The first day of camp each student is given a digital camera. They are taught to use it and how to download the pictures to a computer for a PowerPoint presentation they will create the final day of camp. If they learned nothing else besides these skills, the camp would be a huge success and very much worth each parent's time to deliver them to Motlow for three days. But that technology lesson doesn't scratch the surface of the learning experiences in store for them.

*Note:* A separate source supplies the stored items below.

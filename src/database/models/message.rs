use chrono::{DateTime, Utc};
use serde::{Deserialize, Serialize};
use std::collections::HashSet;
use std::convert::Infallible;
use uuid::Uuid;

use crate::database::Entity;

#[derive(Debug, Clone, PartialEq, Serialize, Deserialize)]
#[serde(rename_all = "camelCase")]
pub struct MessageGroup {
    pub id: Uuid,
    pub tenant_id: Uuid,
    pub name: String,
    pub member_ids: Vec<Uuid>,
    pub created_by: Uuid,
    pub created_at: DateTime<Utc>,
}

impl MessageGroup {
    /// The creator is always a member.
    pub fn new(tenant_id: Uuid, created_by: Uuid, name: String, mut member_ids: Vec<Uuid>) -> Self {
        if !member_ids.contains(&created_by) {
            member_ids.insert(0, created_by);
        }
        let mut seen = HashSet::new();
        member_ids.retain(|id| seen.insert(*id));
        Self {
            id: Uuid::new_v4(),
            tenant_id,
            name,
            member_ids,
            created_by,
            created_at: Utc::now(),
        }
    }

    pub fn is_member(&self, user_id: Uuid) -> bool {
        self.member_ids.contains(&user_id)
    }
}

impl Entity for MessageGroup {
    const KIND: &'static str = "message_group";
    type Patch = Infallible;

    fn id(&self) -> Uuid {
        self.id
    }

    fn tenant_id(&self) -> Option<Uuid> {
        Some(self.tenant_id)
    }

    fn created_at(&self) -> DateTime<Utc> {
        self.created_at
    }

    fn apply(&mut self, patch: Infallible) {
        match patch {}
    }
}

#[derive(Debug, Clone, PartialEq, Serialize, Deserialize)]
#[serde(rename_all = "camelCase")]
pub struct Message {
    pub id: Uuid,
    pub tenant_id: Uuid,
    pub group_id: Uuid,
    pub sender_id: Uuid,
    pub sender_username: String,
    pub body: String,
    pub created_at: DateTime<Utc>,
}

impl Message {
    pub fn new(group: &MessageGroup, sender_id: Uuid, sender_username: String, body: String) -> Self {
        Self {
            id: Uuid::new_v4(),
            tenant_id: group.tenant_id,
            group_id: group.id,
            sender_id,
            sender_username,
            body,
            created_at: Utc::now(),
        }
    }
}

impl Entity for Message {
    const KIND: &'static str = "message";
    type Patch = Infallible;

    fn id(&self) -> Uuid {
        self.id
    }

    fn tenant_id(&self) -> Option<Uuid> {
        Some(self.tenant_id)
    }

    fn created_at(&self) -> DateTime<Utc> {
        self.created_at
    }

    fn apply(&mut self, patch: Infallible) {
        match patch {}
    }
}

#[cfg(test)]
mod tests {
    use super::*;

    #[test]
    fn creator_joins_own_group() {
        let creator = Uuid::new_v4();
        let other = Uuid::new_v4();
        let group = MessageGroup::new(Uuid::new_v4(), creator, "Line 3".into(), vec![other]);
        assert!(group.is_member(creator));
        assert!(group.is_member(other));
        assert!(!group.is_member(Uuid::new_v4()));
    }
}
//! Whole-value string substitution for JSON documents.
//!
//! Given exact-match rules (`"KEY" -> any JSON value`), jsonsub rebuilds a
//! document tree, replacing every string leaf equal to a rule key with the
//! rule's value. The crate is split the same way as the work it does:
//!
//! - **[`core`]**: Pure, deterministic logic (rule validation, substitution).
//!   No I/O, fully testable in isolation.
//! - **[`io`]**: Side-effecting operations (config, rules files, documents).
//!
//! Orchestration modules ([`apply`], [`check`]) coordinate core logic with I/O
//! to implement CLI commands.
//!
//! ```
//! use jsonsub::core::rules::RuleSet;
//! use jsonsub::core::substitute::apply;
//! use serde_json::json;
//!
//! let rules = RuleSet::from_value(&json!({"FOO": {"bar": "baz"}})).unwrap();
//! let doc = json!({"hello": "FOO", "baz": "do not replace FOO"});
//! assert_eq!(
//!     apply(&rules, &doc),
//!     json!({"hello": {"bar": "baz"}, "baz": "do not replace FOO"})
//! );
//! ```

pub mod apply;
pub mod check;
pub mod core;
pub mod exit_codes;
pub mod io;
pub mod logging;
#[cfg(any(test, feature = "test-support"))]
pub mod test_support;

pub use crate::core::error::SubstitutionError;
pub use crate::core::rules::RuleSet;
pub use crate::core::substitute::{Substituted, Substitutor};
//! Stable exit codes for jsonsub CLI commands.

use crate::core::error::SubstitutionError;

/// Command succeeded.
pub const OK: i32 = 0;
/// Command failed due to invalid input, config, document shape, or I/O errors.
pub const INVALID: i32 = 1;
/// Substitution rules were rejected (bad key or non-object rules document).
pub const INVALID_RULES: i32 = 2;

/// Pick the exit code for a failed command.
pub fn for_error(err: &anyhow::Error) -> i32 {
    let substitution = err
        .chain()
        .find_map(|cause| cause.downcast_ref::<SubstitutionError>());
    match substitution {
        Some(SubstitutionError::InvalidKey { .. } | SubstitutionError::RulesNotObject { .. }) => {
            INVALID_RULES
        }
        Some(SubstitutionError::ExpectedObject { .. }) | None => INVALID,
    }
}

The students are inspired to have ideas, form hypothesis, create drawings and blueprints, test theories evaluate, reevaluate and redesign for every task. These skills are learned and honed as they build their own rocket and launch it; made coffee cream blow up and build heat shields to prevent a spot of glue from melting. In addition to all of the science experiments and lessons of why a crater on the moon is named after Tycho Brahe, the group travels to Huntsville, Ala. for a memorable tour of NASA's Space and Rocket Center.

Patrick Stone of Moore County and Karen Hix of Shelbyville, college students and aspiring teachers, assist Hix set up all the experiments and work one-on-one with each student. Other volunteers join in the efforts like Stacy Hearn, a fellow staff member at Motlow. Hearn accompanied the group to NASA on what ironically turned out to be the 42nd anniversary of Neil Armstrong's walk on the moon.  She said, "It is our greatest hope that these camps will ignite in these students a love of the STEM subjects. Maybe one day some of the best and brightest in the STEM fields will be able to look back and fondly remember their time at Motlow STEM camps."

In the final hour of the last day of camp over 45 parents and family members attended an awards or wrap-up session. They were treated to refreshments as they watched a slideshow presentation while their children received certificates and accolades for their work at camp. Hix also used the opportunity to encourage the parents to never let 8 a.m. to 3 p.m. learning be enough education for their children. He suggested they seek experiences to challenge their minds and to, "…help your teachers help prepare your children for today's global economy."

Hix summed up his STEM camp experience this summer by saying, "If I watch cable news enough, I would think that our future as a nation is in great peril - however, after spending three weeks with these wonderful students, you might realize that their future is in pretty good hands."